02.17.13

Practice Discernment

Christians believe we are not alone in the midst of uncertain insights and conflicting impulses. Discernment is the intentional practice by which a community or an individual seeks, recognizes, and intentionally takes part in the activity of God in concrete situations.

“Our decisions and our search for guidance take place in the active presence of a God who intimately cares about our life situations and who invites us to participate in the divine activities of healing and transformation.” — Frank Rogers, Jr.

 discernment-roadfork

 

What is your favorite scripture passage? Read it each day. How does it connect to the decisions you need to make this week? Ask God to show you as many connections as will help you see a way forward to make your decision(s).

Read and reflect on the scriptures from the worship service:

Proverbs 3:5-8

Trust in the Lord with all your heart, and do not rely on your own insight.

In all your ways acknowledge him, and he will make straight your paths.

Do not be wise in your own eyes; fear the Lord, and turn away from evil.

It will be a healing for your flesh and a refreshment for your body.

 1 Thessalonians 5:12-24

12 But we appeal to you, brothers and sisters, to respect those who labour among you, and have charge of you in the Lord and admonish you; 13esteem them very highly in love because of their work. Be at peace among yourselves. 14And we urge you, beloved, to admonish the idlers, encourage the faint-hearted, help the weak, be patient with all of them. 15See that none of you repays evil for evil, but always seek to do good to one another and to all. 16Rejoice always, 17pray without ceasing, 18give thanks in all circumstances; for this is the will of God in Christ Jesus for you. 19Do not quench the Spirit. 20Do not despise the words of prophets, 21but test everything; hold fast to what is good; 22abstain from every form of evil. 23 May the God of peace himself sanctify you entirely; and may your spirit and soul and body be kept sound and blameless at the coming of our Lord Jesus Christ. 24The one who calls you is faithful, and he will do this.

 

The Ignatian Way to Make a Decision

1. Become aware of as many dimensions of the decision as possible. Investigate information sources; weigh pros and cons; consult with confidants.

2. Consider the negatives, the decision you feel least inclined to choose. Live with the idea for awhile. What feelings of consolation or desolation emerge? Feelings of consolation are those that give rise to life, love, peace, joy, creativity, and communion. These are harmonious with the Spirit, even when painful. Feelings of desolation give rise to despair, confusion, alienation, destructiveness, and discord.

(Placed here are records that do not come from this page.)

//! Error taxonomy for the decoding engine. Every variant maps onto one of
//! four error classes (length, structural, semantic, sink refusal);
//! `Outcome` is the `OK | SKIP | FAIL` result type each sink callback
//! returns.
use thiserror::Error;

#[derive(Error, Debug)]
/// Failures raised while reading bits out of a buffer.
pub enum BitError {
    #[error("attempted to read out of bounds: asked {asked}, available {available}")]
    OutOfBounds { asked: usize, available: usize },
    #[error("cannot read more than {max} bits, requested {asked}")]
    TooLongForType { max: u8, asked: u8 },
    #[error("non-aligned bit cursor at {cursor}")]
    NonAligned { cursor: usize },
}

#[derive(Error, Debug)]
/// Failures produced by the FSPEC walker, item dispatcher, or a category
/// extractor. Carries enough context (category, FRN/item, offset) for the
/// one-line diagnostic requires.
pub enum DecodeError {
    #[error("cat {cat:03}: data block length {len} is invalid (< 3)")]
    BlockTooShort { cat: u8, len: u16 },

    #[error("cat {cat:03}: item read at offset {offset} would exceed block payload ({payload_len} bytes)")]
    ItemOverrun {
        cat: u8,
        offset: usize,
        payload_len: usize,
    },

    #[error("cat {cat:03}: FSPEC at offset {offset} exceeds maximum length {max_len}")]
    FspecOverlong {
        cat: u8,
        offset: usize,
        max_len: usize,
    },

    #[error("cat {cat:03}: FSPEC bit set for FRN {frn} has no UAP slot")]
    UnknownFrn { cat: u8, frn: usize },

    #[error("cat {cat:03}, item {item_no}: FX chain did not terminate within the block")]
    FxChainUnterminated { cat: u8, item_no: &'static str },

    #[error("cat {cat:03}, item {item_no}: repetition factor REP=0 is not allowed")]
    ZeroRepetitionForbidden { cat: u8, item_no: &'static str },

    #[error("cat {cat:03}, item {item_no}: compound primary subfield chain indicates an unsupported subfield")]
    UnsupportedCompoundSubfield { cat: u8, item_no: &'static str },

    #[error("cat {cat:03}, item {item_no}: inner length of RE/compound field does not match its header length byte")]
    InnerLengthMismatch { cat: u8, item_no: &'static str },

    #[error("cat {cat:03}, item {item_no}: primary subfield octet has its FX bit set, but this item's primary is always single-octet")]
    CompoundPrimaryExtensionForbidden { cat: u8, item_no: &'static str },

    #[error("cat {cat:03}: unknown reference version '{text}'")]
    UnknownVersion { cat: u8, text: String },

    #[error("cat {cat:03}, item {item_no}: item reached with an incompatible reference version")]
    VersionMismatch { cat: u8, item_no: &'static str },

    #[error("cat {cat:03}: time fill-up unavailable (no prior full time-of-day)")]
    TimeFillupSkip { cat: u8 },

    #[error("cat {cat:03}: downstream sink refused the record")]
    SinkRefusal { cat: u8 },

    #[error("cat {cat:03}, item {item_no}: bit-level read failed: {source}")]
    Bits {
        cat: u8,
        item_no: &'static str,
        #[source]
        source: BitError,
    },

    #[error("unknown ASTERIX category {cat}")]
    UnknownCategory { cat: u8 },
}

/// A three-way decode result without reusing `Result`'s two-state shape:
/// `Skip` is a distinct, non-error outcome (an empty record, a sink that
/// chose to drop it), `Fail` carries the error.
#[derive(Debug)]
pub enum Outcome {
    Ok,
    Skip,
    Fail(DecodeError),
}

impl From<Result<(), DecodeError>> for Outcome {
    fn from(value: Result<(), DecodeError>) -> Self {
        match value {
            Ok(()) => Outcome::Ok,
            Err(e) => Outcome::Fail(e),
        }
    }
}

3. Repeat the process of consideration with the side to which you were initially more attracted. Which choice gave rise to the deeper feelings of consolation?

4. Take action in order to complete the discernment process. Discernment rarely yields absolute certainty; rather action itself is part of the discernment process. Sometimes action reveals that a direction is misguided, in which case you need to repeat the discernment process.

 

Complete this sentence: “I know I’ve made a good choice when…” What actions lead to a good decision? How did you include God in the decision? Who did you talk with as you thought about the decision?

 

Here are suggested criteria to discern whether or not a spiritual prompting is authentic:

discernment pathsIs it faithful to scripture and to the larger tradition?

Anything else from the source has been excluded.